Blog o życiu w Finlandii, o języku fińskim, ciekawostki, spostrzeżenia, miejsca warte zobaczenia, muzyka i wiele innych. Zapraszam !

sobota, 28 marca 2020

Nauka w fińskiej szkole podczas koronawirusa

Mój post będzie subiektywny, z perspektywy mamy uczennicy klasy 5 szkoły w Hämeenlinnie.
Przypuszczam, że w różnych szkołach w Finlandii zdalne nauczanie realizowane jest różnie, domyślam się, że nauczyciele mają wolną rękę w jaki sposób mogą przeprowadzać zajęcia.

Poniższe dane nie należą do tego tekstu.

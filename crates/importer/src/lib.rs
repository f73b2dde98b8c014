//! # CSV Importer
//!
//! Bulk ingestion of the catalog and history spreadsheets.
//!
//! Two entry points mirror the two export files:
//!
//! - [`import_workouts`] loads catalog rows, normalizing every field
//!   and classifying legacy yoga uploads by keyword.
//! - [`import_history`] loads completed-session rows, validating each
//!   referenced workout.
//!
//! Both are tolerant of dirty rows: a row that cannot be imported is
//! counted and reported in the [`ImportSummary`], never aborting the
//! rest of the file.

mod error;
pub mod normalize;

pub use error::{ImportError, Result};

use catalog::{CatalogError, CatalogStore, Category, NewHistoryEntry, NewWorkout};
use serde::{Deserialize, Serialize};
use std::io::Read;
use std::path::Path;
use tracing::{info, warn};

use normalize::{
    channel_code_from_url, extract_channel_code, extract_video_id, is_yoga_content,
    normalize_category, normalize_equipment, normalize_flag, normalize_intensity,
    normalize_link_status, parse_date, parse_rating,
};

/// Outcome of one import run.
#[derive(Debug, Default, Serialize)]
pub struct ImportSummary {
    pub imported: usize,
    pub skipped: usize,
    pub errors: Vec<String>,
}

impl ImportSummary {
    fn reject(&mut self, message: String) {
        warn!("{message}");
        self.errors.push(message);
        self.skipped += 1;
    }
}

/// One row of the catalog spreadsheet. Every column is optional text;
/// normalization decides what each cell means.
#[derive(Debug, Default, Deserialize)]
struct WorkoutRow {
    #[serde(rename = "Workout_ID", default)]
    workout_id: String,
    #[serde(rename = "YT_ID", default)]
    video_id: String,
    #[serde(rename = "Workout_Title", default)]
    title: String,
    #[serde(rename = "YT_Title", default)]
    video_title: String,
    #[serde(rename = "Uploader_Name", default)]
    channel_name: String,
    #[serde(rename = "Channel_URL", default)]
    channel_url: String,
    #[serde(rename = "Video_URL", default)]
    video_url: String,
    #[serde(rename = "Type", default)]
    category: String,
    #[serde(rename = "Primary_Target", default)]
    primary_target: String,
    #[serde(rename = "Target_Tag1", default)]
    target_tag1: String,
    #[serde(rename = "Target_Tag2", default)]
    target_tag2: String,
    #[serde(rename = "Intensity", default)]
    intensity: String,
    #[serde(rename = "Duration_Min", default)]
    duration_min: String,
    #[serde(rename = "Equipment", default)]
    equipment: String,
    #[serde(rename = "Vetted", default)]
    vetted: String,
    #[serde(rename = "Do_Not_Recommend", default)]
    do_not_recommend: String,
    #[serde(rename = "Rating", default)]
    rating: String,
    #[serde(rename = "Repeat_Cooldown_Days", default)]
    repeat_cooldown_days: String,
    #[serde(rename = "Link_Status", default)]
    link_status: String,
    #[serde(rename = "Last_Checked", default)]
    last_checked: String,
}

/// One row of the history spreadsheet.
#[derive(Debug, Default, Deserialize)]
struct HistoryRow {
    #[serde(rename = "Date", default)]
    date: String,
    #[serde(rename = "Workout_ID", default)]
    workout_id: String,
    #[serde(rename = "Warmup_ID", default)]
    warmup_id: String,
    #[serde(rename = "Cooldown_ID", default)]
    cooldown_id: String,
    #[serde(rename = "Notes", default)]
    notes: String,
}

fn non_blank(raw: &str) -> Option<String> {
    let trimmed = raw.trim();
    (!trimmed.is_empty()).then(|| trimmed.to_string())
}

/// Import catalog rows from a CSV file on disk.
pub async fn import_workouts_file(
    store: &CatalogStore,
    path: impl AsRef<Path>,
) -> Result<ImportSummary> {
    let file = std::fs::File::open(path)?;
    import_workouts(store, file).await
}

/// Import history rows from a CSV file on disk.
pub async fn import_history_file(
    store: &CatalogStore,
    path: impl AsRef<Path>,
) -> Result<ImportSummary> {
    let file = std::fs::File::open(path)?;
    import_history(store, file).await
}

/// Import catalog rows from any CSV reader.
pub async fn import_workouts<R: Read>(store: &CatalogStore, reader: R) -> Result<ImportSummary> {
    let mut csv = csv::ReaderBuilder::new().trim(csv::Trim::All).from_reader(reader);
    let mut summary = ImportSummary::default();

    for record in csv.deserialize::<WorkoutRow>() {
        let row = match record {
            Ok(row) => row,
            Err(err) => {
                summary.reject(format!("unreadable row: {err}"));
                continue;
            }
        };
        import_workout_row(store, row, &mut summary).await?;
    }

    info!(
        imported = summary.imported,
        skipped = summary.skipped,
        "workout import finished"
    );
    Ok(summary)
}

async fn import_workout_row(
    store: &CatalogStore,
    row: WorkoutRow,
    summary: &mut ImportSummary,
) -> Result<()> {
    let Some(video_id) = non_blank(&row.video_id).or_else(|| extract_video_id(&row.video_url))
    else {
        summary.reject(format!(
            "row has no video id (title {:?})",
            non_blank(&row.title).or_else(|| non_blank(&row.video_title))
        ));
        return Ok(());
    };

    let id = match resolve_workout_id(store, &row).await? {
        Some(id) => id,
        None => {
            // Earlier import of the same spreadsheet; not an error.
            summary.skipped += 1;
            return Ok(());
        }
    };

    let title = non_blank(&row.title)
        .or_else(|| non_blank(&row.video_title))
        .unwrap_or_else(|| "Untitled".to_string());
    let channel_name = non_blank(&row.channel_name).unwrap_or_else(|| "Unknown".to_string());

    let mut category = normalize_category(&row.category);
    if category == Category::Workout && is_yoga_content(&title, &channel_name) {
        category = Category::Yoga;
    }

    let new = NewWorkout {
        channel_code: extract_channel_code(&id),
        video_url: non_blank(&row.video_url)
            .unwrap_or_else(|| format!("https://www.youtube.com/watch?v={video_id}")),
        video_id,
        title,
        channel_name,
        category,
        primary_target: non_blank(&row.primary_target).unwrap_or_else(|| "Full Body".to_string()),
        target_tag1: non_blank(&row.target_tag1),
        target_tag2: non_blank(&row.target_tag2),
        intensity: normalize_intensity(&row.intensity),
        duration_min: row.duration_min.trim().parse().unwrap_or(0),
        equipment: normalize_equipment(&row.equipment),
        vetted: normalize_flag(&row.vetted),
        do_not_recommend: normalize_flag(&row.do_not_recommend),
        rating: parse_rating(&row.rating),
        repeat_cooldown_days: row.repeat_cooldown_days.trim().parse().unwrap_or(5),
        link_status: normalize_link_status(&row.link_status),
        last_checked: parse_date(&row.last_checked),
        notes: None,
        id,
    };

    match store.insert_workout(&new).await {
        Ok(_) => summary.imported += 1,
        Err(CatalogError::DuplicateVideo { .. }) => summary.skipped += 1,
        Err(err) => summary.reject(format!("could not import {}: {err}", new.id)),
    }
    Ok(())
}

/// Pick the id a row will be stored under.
///
/// Returns `None` when the row's video is already in the catalog. A
/// missing or already-taken spreadsheet id gets a freshly generated
/// one so re-imports never clobber existing entries.
async fn resolve_workout_id(store: &CatalogStore, row: &WorkoutRow) -> Result<Option<String>> {
    let video_id = non_blank(&row.video_id).or_else(|| extract_video_id(&row.video_url));
    if let Some(video_id) = video_id {
        if store.find_by_video_id(&video_id).await?.is_some() {
            return Ok(None);
        }
    }

    match non_blank(&row.workout_id) {
        Some(id) => match store.get_workout(&id).await {
            Ok(_) => {
                let code = extract_channel_code(&id).unwrap_or_else(|| "UNK".to_string());
                Ok(Some(store.next_workout_id(&code).await?))
            }
            Err(CatalogError::WorkoutNotFound { .. }) => Ok(Some(id)),
            Err(err) => Err(err.into()),
        },
        None => {
            let code = channel_code_from_url(&row.channel_url).unwrap_or_else(|| "UNK".to_string());
            Ok(Some(store.next_workout_id(&code).await?))
        }
    }
}

/// Import completed-session rows from any CSV reader.
pub async fn import_history<R: Read>(store: &CatalogStore, reader: R) -> Result<ImportSummary> {
    let mut csv = csv::ReaderBuilder::new().trim(csv::Trim::All).from_reader(reader);
    let mut summary = ImportSummary::default();

    for record in csv.deserialize::<HistoryRow>() {
        let row = match record {
            Ok(row) => row,
            Err(err) => {
                summary.reject(format!("unreadable row: {err}"));
                continue;
            }
        };

        let Some(workout_id) = non_blank(&row.workout_id) else {
            summary.reject("history row missing workout id".to_string());
            continue;
        };
        let Some(date) = parse_date(&row.date) else {
            summary.reject(format!("invalid date {:?} for {workout_id}", row.date));
            continue;
        };

        let entry = NewHistoryEntry {
            date,
            workout_id,
            warmup_id: non_blank(&row.warmup_id),
            cooldown_id: non_blank(&row.cooldown_id),
            notes: non_blank(&row.notes),
        };
        match store.log_session(&entry).await {
            Ok(_) => summary.imported += 1,
            Err(err @ (CatalogError::WorkoutNotFound { .. }
            | CatalogError::CompanionNotFound { .. })) => {
                summary.reject(format!("could not log {}: {err}", entry.workout_id));
            }
            Err(err) => return Err(err.into()),
        }
    }

    info!(
        imported = summary.imported,
        skipped = summary.skipped,
        "history import finished"
    );
    Ok(summary)
}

Przede wszystkim zacznę od tego, że dzieci od najmłodszych lat przyzwyczajane są i pracują dość dużo na materiałach elektronicznych, czyli mają do dyspozycji Chromebooki oraz tablety. Od pierwszej klasy wszystkie dzieci w Hämeenlinnie korzystają z AIRO czyli takiej wirtualnej klasy. Znajduje się tam dziennik elektroniczny, materiały do nauki, audiobooki, ćwiczenia i wiele innych. W klasie mojej córki nauczyciel zawsze wpisuje tam co na przykład jest na zadanie domowe.


Teraz podczas epidemii koronawirusa dzieci w Hämeenlinnie uczą się zdalnie od 18.3.2020. Mają za sobą pierwszy pełny tydzień takiej nauki, moja córka drugi gdyż przestaliśmy ją posyłać od 16.3.2020. 

Codziennie rano muszą zalogować się do dziennika elektronicznego i potwierdzić swoją obecność między 8.40 a 9.10 rano. Następnie dostają zadania do zrobienia zgodnie z planem lekcji na dany dzień. Jeśli na przykład wypada w tym dniu liikunta, czyli nasz WF, dzieci dostają też ćwiczenia video i mają ćwiczyć. I tak, moja córka ćwiczy w domu!

Dostają także zadanie na popołudniu (etäpäiväkirja), które muszą zrobić później. To zwykle takie drobne ćwiczenie, zadanie.

Przedmioty takie jak angielski, niemiecki czy etyka prowadzone przez innych nauczycieli aniżeli swoich stałych (w przypadku mojej córki wychowawcy klas 5 A i B pracują wspólnie, czyli tak jakby Marta miała dwóch wychowawców równocześnie) przysyłają osobno materiał do zrealizowania i przesłania im drogą elektroniczną.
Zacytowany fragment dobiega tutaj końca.